Report, as a single number, how many lines of the records contain the word "palette".

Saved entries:

§ §

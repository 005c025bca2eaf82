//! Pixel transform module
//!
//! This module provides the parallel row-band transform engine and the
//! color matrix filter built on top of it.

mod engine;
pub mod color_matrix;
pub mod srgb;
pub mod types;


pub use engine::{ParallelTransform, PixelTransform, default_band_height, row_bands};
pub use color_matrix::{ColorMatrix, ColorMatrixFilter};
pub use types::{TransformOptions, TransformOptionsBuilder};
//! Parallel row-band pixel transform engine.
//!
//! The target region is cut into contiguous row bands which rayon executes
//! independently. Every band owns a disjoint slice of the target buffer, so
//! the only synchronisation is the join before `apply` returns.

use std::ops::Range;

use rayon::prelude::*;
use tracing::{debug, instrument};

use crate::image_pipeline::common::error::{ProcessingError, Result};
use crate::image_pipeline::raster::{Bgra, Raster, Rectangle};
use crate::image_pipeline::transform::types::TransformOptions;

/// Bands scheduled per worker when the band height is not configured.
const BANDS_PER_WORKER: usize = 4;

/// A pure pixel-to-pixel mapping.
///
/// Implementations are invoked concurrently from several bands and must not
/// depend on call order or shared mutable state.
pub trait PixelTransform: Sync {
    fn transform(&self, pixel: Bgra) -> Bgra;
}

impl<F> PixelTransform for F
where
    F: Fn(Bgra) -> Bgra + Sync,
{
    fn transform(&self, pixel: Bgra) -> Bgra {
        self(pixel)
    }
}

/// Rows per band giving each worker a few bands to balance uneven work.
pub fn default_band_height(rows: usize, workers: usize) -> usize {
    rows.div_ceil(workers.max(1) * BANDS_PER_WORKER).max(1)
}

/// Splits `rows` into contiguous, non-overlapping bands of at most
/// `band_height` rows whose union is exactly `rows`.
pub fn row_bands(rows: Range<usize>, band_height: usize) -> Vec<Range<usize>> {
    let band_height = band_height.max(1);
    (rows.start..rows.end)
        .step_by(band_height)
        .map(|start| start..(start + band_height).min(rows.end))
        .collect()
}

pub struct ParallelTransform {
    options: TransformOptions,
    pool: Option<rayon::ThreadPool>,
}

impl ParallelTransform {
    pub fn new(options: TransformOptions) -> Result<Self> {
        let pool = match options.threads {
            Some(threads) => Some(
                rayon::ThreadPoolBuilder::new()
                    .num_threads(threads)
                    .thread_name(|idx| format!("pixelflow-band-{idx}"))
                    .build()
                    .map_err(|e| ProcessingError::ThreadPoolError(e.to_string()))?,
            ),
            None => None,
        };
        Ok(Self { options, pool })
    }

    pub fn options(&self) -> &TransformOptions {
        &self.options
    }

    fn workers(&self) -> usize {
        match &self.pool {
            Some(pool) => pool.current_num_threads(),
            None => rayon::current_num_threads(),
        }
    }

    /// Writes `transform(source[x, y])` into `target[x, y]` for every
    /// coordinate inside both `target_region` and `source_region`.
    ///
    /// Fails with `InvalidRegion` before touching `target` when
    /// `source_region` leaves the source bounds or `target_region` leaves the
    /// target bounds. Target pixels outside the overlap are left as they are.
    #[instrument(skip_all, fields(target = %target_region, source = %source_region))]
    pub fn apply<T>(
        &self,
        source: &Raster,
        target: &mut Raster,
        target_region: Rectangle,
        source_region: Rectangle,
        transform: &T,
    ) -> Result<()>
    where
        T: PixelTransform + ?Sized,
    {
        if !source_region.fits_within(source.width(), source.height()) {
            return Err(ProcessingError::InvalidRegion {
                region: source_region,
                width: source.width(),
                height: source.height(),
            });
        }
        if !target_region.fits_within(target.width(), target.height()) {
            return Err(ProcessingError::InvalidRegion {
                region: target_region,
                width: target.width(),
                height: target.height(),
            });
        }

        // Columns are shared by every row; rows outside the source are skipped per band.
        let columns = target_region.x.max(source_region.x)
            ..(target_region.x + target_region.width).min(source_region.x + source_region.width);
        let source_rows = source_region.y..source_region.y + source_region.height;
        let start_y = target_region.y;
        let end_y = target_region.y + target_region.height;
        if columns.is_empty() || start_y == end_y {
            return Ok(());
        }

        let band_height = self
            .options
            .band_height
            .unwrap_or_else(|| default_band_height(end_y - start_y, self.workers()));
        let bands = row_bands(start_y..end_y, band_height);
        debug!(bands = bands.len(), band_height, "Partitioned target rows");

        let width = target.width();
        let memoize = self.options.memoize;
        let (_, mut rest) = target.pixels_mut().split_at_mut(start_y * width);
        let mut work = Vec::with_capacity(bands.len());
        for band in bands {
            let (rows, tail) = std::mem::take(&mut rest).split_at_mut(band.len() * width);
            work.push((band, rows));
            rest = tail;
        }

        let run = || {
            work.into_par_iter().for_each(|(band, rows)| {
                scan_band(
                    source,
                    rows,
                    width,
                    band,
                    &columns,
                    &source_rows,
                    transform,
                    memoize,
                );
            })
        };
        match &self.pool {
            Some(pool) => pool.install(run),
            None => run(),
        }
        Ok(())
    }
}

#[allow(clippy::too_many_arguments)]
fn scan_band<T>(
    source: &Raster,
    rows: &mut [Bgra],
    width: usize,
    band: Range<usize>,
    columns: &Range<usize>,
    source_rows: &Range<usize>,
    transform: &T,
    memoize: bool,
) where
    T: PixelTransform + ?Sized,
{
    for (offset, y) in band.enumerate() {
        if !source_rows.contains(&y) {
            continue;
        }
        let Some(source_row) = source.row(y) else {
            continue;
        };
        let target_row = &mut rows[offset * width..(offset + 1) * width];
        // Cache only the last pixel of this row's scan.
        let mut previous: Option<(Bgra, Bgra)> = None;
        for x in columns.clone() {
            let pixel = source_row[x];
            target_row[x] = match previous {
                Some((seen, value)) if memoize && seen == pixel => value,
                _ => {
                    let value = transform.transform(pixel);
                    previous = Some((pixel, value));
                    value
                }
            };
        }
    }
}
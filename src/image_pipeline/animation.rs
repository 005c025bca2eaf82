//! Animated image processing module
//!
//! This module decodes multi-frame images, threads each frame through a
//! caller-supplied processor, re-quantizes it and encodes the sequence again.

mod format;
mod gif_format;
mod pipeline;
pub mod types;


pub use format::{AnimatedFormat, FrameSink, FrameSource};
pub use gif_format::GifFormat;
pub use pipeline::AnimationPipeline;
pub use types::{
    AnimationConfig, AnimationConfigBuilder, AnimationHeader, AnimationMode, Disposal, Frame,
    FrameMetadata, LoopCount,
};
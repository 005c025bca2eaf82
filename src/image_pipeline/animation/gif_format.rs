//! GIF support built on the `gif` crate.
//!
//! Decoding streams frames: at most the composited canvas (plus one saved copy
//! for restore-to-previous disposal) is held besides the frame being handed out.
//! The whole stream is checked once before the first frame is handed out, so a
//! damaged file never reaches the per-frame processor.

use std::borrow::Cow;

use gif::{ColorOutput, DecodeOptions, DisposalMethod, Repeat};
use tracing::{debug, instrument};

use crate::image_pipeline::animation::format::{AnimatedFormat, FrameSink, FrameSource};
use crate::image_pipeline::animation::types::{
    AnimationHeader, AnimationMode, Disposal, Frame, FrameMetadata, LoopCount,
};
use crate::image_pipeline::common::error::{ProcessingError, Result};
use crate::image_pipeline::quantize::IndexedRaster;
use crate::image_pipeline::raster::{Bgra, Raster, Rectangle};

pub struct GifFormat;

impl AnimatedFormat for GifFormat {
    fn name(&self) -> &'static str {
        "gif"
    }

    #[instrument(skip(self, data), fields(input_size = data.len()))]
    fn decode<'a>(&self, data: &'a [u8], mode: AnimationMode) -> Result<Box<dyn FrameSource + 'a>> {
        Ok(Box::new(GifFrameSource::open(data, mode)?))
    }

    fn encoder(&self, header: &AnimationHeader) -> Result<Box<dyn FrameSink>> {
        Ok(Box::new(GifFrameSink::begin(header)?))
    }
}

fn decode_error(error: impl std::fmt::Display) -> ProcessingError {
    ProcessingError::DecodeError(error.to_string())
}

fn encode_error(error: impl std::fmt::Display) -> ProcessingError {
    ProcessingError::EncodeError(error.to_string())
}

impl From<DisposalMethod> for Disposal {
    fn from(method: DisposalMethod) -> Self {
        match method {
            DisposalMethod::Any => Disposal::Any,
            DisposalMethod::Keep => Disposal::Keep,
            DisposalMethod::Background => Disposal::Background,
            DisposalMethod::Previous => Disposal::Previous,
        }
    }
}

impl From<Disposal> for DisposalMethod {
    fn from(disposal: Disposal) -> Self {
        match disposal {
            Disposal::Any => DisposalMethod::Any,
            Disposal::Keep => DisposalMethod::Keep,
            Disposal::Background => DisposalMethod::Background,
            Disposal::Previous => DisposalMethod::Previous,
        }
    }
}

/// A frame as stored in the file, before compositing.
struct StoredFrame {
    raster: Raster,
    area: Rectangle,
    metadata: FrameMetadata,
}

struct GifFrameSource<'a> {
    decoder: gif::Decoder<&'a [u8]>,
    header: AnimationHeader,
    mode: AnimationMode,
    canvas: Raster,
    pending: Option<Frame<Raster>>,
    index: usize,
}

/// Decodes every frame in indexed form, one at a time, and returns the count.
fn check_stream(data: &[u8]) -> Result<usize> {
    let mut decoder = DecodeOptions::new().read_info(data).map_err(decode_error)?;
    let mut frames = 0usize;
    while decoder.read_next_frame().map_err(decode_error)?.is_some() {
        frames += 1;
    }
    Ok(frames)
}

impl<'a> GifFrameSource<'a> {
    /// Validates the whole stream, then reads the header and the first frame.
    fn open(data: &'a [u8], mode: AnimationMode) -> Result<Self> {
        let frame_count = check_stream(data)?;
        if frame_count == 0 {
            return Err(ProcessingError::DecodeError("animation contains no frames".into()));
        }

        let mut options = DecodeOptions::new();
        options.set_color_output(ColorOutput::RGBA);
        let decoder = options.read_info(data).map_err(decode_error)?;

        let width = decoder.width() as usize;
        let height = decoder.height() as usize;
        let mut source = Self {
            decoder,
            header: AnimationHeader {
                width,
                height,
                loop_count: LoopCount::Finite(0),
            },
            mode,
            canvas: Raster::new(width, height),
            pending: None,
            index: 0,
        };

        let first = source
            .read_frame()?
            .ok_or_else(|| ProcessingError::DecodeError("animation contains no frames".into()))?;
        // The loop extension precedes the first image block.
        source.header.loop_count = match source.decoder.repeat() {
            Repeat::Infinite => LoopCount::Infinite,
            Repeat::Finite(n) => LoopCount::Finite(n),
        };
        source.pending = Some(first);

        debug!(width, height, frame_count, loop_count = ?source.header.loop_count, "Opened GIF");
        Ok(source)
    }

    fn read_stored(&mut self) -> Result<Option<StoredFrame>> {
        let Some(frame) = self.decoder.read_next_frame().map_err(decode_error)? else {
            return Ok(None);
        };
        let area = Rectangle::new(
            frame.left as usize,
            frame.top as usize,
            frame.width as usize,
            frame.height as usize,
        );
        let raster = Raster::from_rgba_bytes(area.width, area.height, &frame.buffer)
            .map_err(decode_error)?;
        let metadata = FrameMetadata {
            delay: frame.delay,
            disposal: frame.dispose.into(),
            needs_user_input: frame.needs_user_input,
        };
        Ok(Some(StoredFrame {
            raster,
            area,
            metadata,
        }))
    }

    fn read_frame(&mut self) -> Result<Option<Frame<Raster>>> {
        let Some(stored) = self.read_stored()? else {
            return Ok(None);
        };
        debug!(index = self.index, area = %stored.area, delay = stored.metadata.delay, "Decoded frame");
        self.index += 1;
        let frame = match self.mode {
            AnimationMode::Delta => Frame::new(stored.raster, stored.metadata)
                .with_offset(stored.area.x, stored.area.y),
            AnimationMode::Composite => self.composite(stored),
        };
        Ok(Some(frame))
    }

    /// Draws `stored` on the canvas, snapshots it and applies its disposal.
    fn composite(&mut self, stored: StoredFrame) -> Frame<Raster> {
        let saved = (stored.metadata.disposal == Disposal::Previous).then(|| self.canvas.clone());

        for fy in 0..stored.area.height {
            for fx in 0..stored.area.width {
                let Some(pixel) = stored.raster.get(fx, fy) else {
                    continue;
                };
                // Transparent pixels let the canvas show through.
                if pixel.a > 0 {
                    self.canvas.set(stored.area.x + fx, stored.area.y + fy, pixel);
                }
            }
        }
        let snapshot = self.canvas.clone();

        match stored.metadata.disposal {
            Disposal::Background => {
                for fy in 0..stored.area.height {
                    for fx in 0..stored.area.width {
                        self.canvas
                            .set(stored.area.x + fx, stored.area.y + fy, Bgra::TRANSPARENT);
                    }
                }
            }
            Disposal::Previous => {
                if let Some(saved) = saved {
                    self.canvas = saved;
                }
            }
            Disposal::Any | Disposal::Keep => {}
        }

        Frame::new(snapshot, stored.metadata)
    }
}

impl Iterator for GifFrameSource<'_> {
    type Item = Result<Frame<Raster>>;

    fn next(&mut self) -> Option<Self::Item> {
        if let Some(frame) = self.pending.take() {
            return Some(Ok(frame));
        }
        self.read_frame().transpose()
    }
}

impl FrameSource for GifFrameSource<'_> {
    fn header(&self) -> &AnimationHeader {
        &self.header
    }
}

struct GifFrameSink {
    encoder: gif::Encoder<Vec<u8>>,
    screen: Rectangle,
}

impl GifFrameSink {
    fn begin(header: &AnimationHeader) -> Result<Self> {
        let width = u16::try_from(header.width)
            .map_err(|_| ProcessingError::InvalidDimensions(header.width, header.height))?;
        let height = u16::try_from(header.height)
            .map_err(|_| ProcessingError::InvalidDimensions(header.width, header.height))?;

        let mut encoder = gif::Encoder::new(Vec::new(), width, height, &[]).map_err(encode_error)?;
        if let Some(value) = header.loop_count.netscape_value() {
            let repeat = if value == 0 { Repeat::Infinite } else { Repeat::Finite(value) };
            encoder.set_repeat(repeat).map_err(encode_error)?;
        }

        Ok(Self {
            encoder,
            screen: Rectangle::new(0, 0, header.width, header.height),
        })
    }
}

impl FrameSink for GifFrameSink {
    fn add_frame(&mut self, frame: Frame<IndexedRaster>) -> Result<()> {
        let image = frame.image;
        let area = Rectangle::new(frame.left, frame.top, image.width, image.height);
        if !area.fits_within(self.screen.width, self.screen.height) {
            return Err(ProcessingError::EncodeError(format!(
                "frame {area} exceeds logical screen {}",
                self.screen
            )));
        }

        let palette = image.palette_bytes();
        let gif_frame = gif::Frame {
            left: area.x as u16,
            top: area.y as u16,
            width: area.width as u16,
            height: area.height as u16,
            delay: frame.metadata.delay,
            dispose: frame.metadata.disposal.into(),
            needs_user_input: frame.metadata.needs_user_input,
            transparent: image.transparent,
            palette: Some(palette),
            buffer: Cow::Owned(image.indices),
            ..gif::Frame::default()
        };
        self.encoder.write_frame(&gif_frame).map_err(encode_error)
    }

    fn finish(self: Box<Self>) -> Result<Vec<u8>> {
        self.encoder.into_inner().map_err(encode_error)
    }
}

§ §

= SOLUTION =
2